(CBS DETROIT) – When chronic wasting disease was first discovered in wild deer in Ingham County in 2015, the Michigan Department of Natural Resources and its many partners took action to better understand the neurological disease that is always fatal to deer, moose and elk infected with it.
This coalition of dedicated partners – including Michigan State University, the Michigan Natural Resources Commission, the Michigan Legislature and many others – has appropriated significant funding, resources and personnel to research and fight this disease, taking aggressive steps to stop the spread of CWD while emerging as a national leader in disease testing, research and management.
Last year alone, the DNR tested more than 40,000 deer heads for CWD, about 25 percent of all samples tested in the entire United States. Since testing began, 133 deer in nine Michigan counties have tested positive for the disease. Michigan joins a list of 26 states and three Canadian provinces with confirmed CWD in wild cervid (deer, elk and moose) populations.
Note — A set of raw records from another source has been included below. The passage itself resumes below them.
//! `WorkflowContext`: el valor explícito que atraviesa todos los stages.
//!
//! Contiene dos zonas:
//! - `vars`: variables con nombre (category, product_type, conocimiento
//!   resuelto...). Se fijan antes de sellar el contexto; después sólo un
//!   stage con permiso explícito (`appends`) puede agregar variables nuevas,
//!   nunca reemplazar existentes.
//! - `outputs`: payload validado de cada stage terminado, con alcance por
//!   stage (`stage_id.campo`).
//!
//! El contexto pertenece a un único run; se mueve hacia el executor y vuelve
//! en el resultado (o en el error, como contexto parcial).

use std::fmt;

use indexmap::IndexMap;
use serde::{Deserialize, Serialize};
use serde_json::Value;
use uuid::Uuid;

use super::Payload;
use crate::constants::RESERVED_NAMES;
use crate::errors::ContextError;

/// Clave con alcance de stage: `stage.field`.
#[derive(Debug, Clone, PartialEq, Eq, Hash, Serialize, Deserialize)]
pub struct ContextKey {
    pub stage: String,
    pub field: String,
}

impl ContextKey {
    pub fn new(stage: impl Into<String>, field: impl Into<String>) -> Self {
        Self { stage: stage.into(),
               field: field.into() }
    }

    /// Parsea `stage.field`; `None` si no hay punto.
    pub fn parse(dotted: &str) -> Option<Self> {
        let (stage, field) = dotted.split_once('.')?;
        if stage.is_empty() || field.is_empty() {
            return None;
        }
        Some(Self::new(stage, field))
    }
}

impl fmt::Display for ContextKey {
    fn fmt(&self, f: &mut fmt::Formatter<'_>) -> fmt::Result {
        write!(f, "{}.{}", self.stage, self.field)
    }
}

#[derive(Debug, Clone, PartialEq, Serialize, Deserialize)]
pub struct WorkflowContext {
    run_id: Uuid,
    vars: IndexMap<String, Value>,
    outputs: IndexMap<String, Payload>,
    sealed: bool,
}

impl Default for WorkflowContext {
    fn default() -> Self {
        Self::new()
    }
}

impl WorkflowContext {
    pub fn new() -> Self {
        Self { run_id: Uuid::new_v4(),
               vars: IndexMap::new(),
               outputs: IndexMap::new(),
               sealed: false }
    }

    pub fn run_id(&self) -> Uuid {
        self.run_id
    }

    /// Variante encadenable de `set_var`.
    pub fn with_var(mut self, name: impl Into<String>, value: impl Into<Value>) -> Result<Self, ContextError> {
        self.set_var(name, value)?;
        Ok(self)
    }

    /// Fija una variable nueva. Falla si ya existe, si el nombre es reservado
    /// o si el contexto está sellado.
    pub fn set_var(&mut self, name: impl Into<String>, value: impl Into<Value>) -> Result<(), ContextError> {
        let name = name.into();
        if self.sealed {
            return Err(ContextError::Sealed(name));
        }
        check_name(&name)?;
        if self.vars.contains_key(&name) {
            return Err(ContextError::Collision(name));
        }
        self.vars.insert(name, value.into());
        Ok(())
    }

    /// Cierra la fase de resolución: a partir de aquí las variables son
    /// inmutables.
    pub fn seal(mut self) -> Self {
        self.sealed = true;
        self
    }

    pub fn is_sealed(&self) -> bool {
        self.sealed
    }

    pub fn var(&self, name: &str) -> Option<&Value> {
        self.vars.get(name)
    }

    pub fn var_str(&self, name: &str) -> Option<&str> {
        self.vars.get(name).and_then(Value::as_str)
    }

    pub fn vars(&self) -> &IndexMap<String, Value> {
        &self.vars
    }

    pub fn outputs(&self) -> &IndexMap<String, Payload> {
        &self.outputs
    }

    pub fn stage_output(&self, stage_id: &str) -> Option<&Payload> {
        self.outputs.get(stage_id)
    }

    pub fn get(&self, key: &ContextKey) -> Option<&Value> {
        self.outputs.get(&key.stage).and_then(|p| p.get(&key.field))
    }

    /// Busca `stage.field` o, si no hay punto, una variable.
    pub fn lookup(&self, name: &str) -> Option<&Value> {
        match ContextKey::parse(name) {
            Some(key) => self.get(&key),
            None => self.var(name),
        }
    }

    /// Input para un worker: todas las variables más un objeto por cada stage
    /// upstream (clave = id del stage).
    pub fn input_for(&self, upstream: &[String]) -> Payload {
        let mut input: Payload = self.vars.iter().map(|(k, v)| (k.clone(), v.clone())).collect();
        for id in upstream {
            if let Some(out) = self.outputs.get(id) {
                input.insert(id.clone(), Value::Object(out.clone()));
            }
        }
        input
    }

    /// Registra el output validado de un stage. `appends` son campos del
    /// payload que además se publican como variables; se verifica todo antes
    /// de mutar.
    pub(crate) fn merge_stage_output(&mut self, stage_id: &str, payload: Payload, appends: &[String]) -> Result<(), ContextError> {
        if self.outputs.contains_key(stage_id) {
            return Err(ContextError::StageAlreadyMerged(stage_id.to_string()));
        }
        for var in appends {
            if self.vars.contains_key(var) {
                return Err(ContextError::Collision(var.clone()));
            }
        }
        for var in appends {
            if let Some(v) = payload.get(var) {
                self.vars.insert(var.clone(), v.clone());
            }
        }
        self.outputs.insert(stage_id.to_string(), payload);
        Ok(())
    }
}

fn check_name(name: &str) -> Result<(), ContextError> {
    if RESERVED_NAMES.contains(&name) || name.contains('.') {
        return Err(ContextError::Reserved(name.to_string()));
    }
    Ok(())
}
//! Hash helpers: un único punto para cambiar de algoritmo sin tocar el resto
//! del core.

use blake3::Hasher;
use serde_json::Value;

use super::to_canonical_json;

/// Hashea un string y devuelve hex.
pub fn hash_str(input: &str) -> String {
    let mut h = Hasher::new();
    h.update(input.as_bytes());
    h.finalize().to_hex().to_string()
}

/// Hash de un valor JSON sobre su forma canónica (orden de claves estable).
pub fn hash_value(value: &Value) -> String {
    hash_str(&to_canonical_json(value))
}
Among many other proactive steps taken to fight this disease, Michigan – along with Wisconsin – formed a coalition of state and federal natural resource managers, wildlife biologists, veterinarians and social scientists.
Dr. Russ Mason, the DNR’s executive in residence and adjunct professor at Michigan State University, College of Agriculture and Natural Resources, is helping to lead this coalition. Before Mason’s recent appointment through MSU, he oversaw the DNR’s CWD efforts as the department’s longtime Wildlife Division chief.
“By working together in our fight against CWD, we are capitalizing on the talents provided by universities and combining resources across the state and federal government,” Mason said. “This will help us move more quickly to identify solutions that will help us manage this unique disease.”
In addition, the MSU-DNR Chronic Wasting Disease Advisory Group was created in 2018 to identify and fund high-priority CWD research and outreach activities. Recognizing the threat that CWD poses to Michigan’s hunting traditions and local economies, the Michigan Legislature provided $4.3 million in funds in 2019 to support these activities as well as to help fund CWD field surveillance.
Funding new research, education efforts
In April, the advisory group issued a national call for proposals to seek collaborative research, education and outreach projects to address the most important issues around wildlife disease in Michigan, especially CWD in deer.
This past summer, 11 projects were selected for funding. Some projects are now underway and expected to last one to two years.
Project topics include:
– Developing a rapid, in the field CWD screening test.
– Testing two promising decontamination agents to inactivate CWD prions (abnormally folded proteins that cause disease) on different materials with which prions may come into contact.
– Examining how composting of infected deer carcasses could help with the decomposition of prions.
– Creating an engagement process with people living in the core CWD area, culminating in a multiday workshop to develop an education and outreach plan.
– Developing a study to examine how deer hunting regulations influence deer populations affected by the disease.
– Studying CWD prions in the environment.
– Evaluating current analytical tools used for disease surveillance.
– Developing efficient CWD surveillance and management strategies for Michigan and establishing a framework for other states.
– Developing cost-effective techniques to manage genetic data in relation to CWD.
– Hiring a statewide MSU extension educator to create, deliver and evaluate CWD communication and education.
– Offering a multistate CWD strategic planning session.
Already, beneficial results are emerging. The multistate strategic planning initiative project, spearheaded by Dr. Sonja A. Christensen, Boone and Crocket Quantitative Wildlife Center, MSU College of Agriculture and Natural Resources, brought together nearly 50 invited participants representing 14 universities, seven state and federal agencies, the Wildlife Management Institute and CWD Alliance.
“These experts were brought together with the specific objective of creating cross-disciplinary conversation and information sharing,” Mason said. “This first time ever approach was very fruitful and the group will continue to meet so that accomplishments and emerging challenges can be shared.”
Over the next year and beyond, the multistate consortium members will continue to work together to address priorities and improve coordination of research efforts and exchange of information.
Based on the consortium’s strategic planning initiative, another request for proposals for additional CWD research and outreach projects is planned for the near future. A portion of the funding appropriated by the Michigan Legislature remains for these additional projects.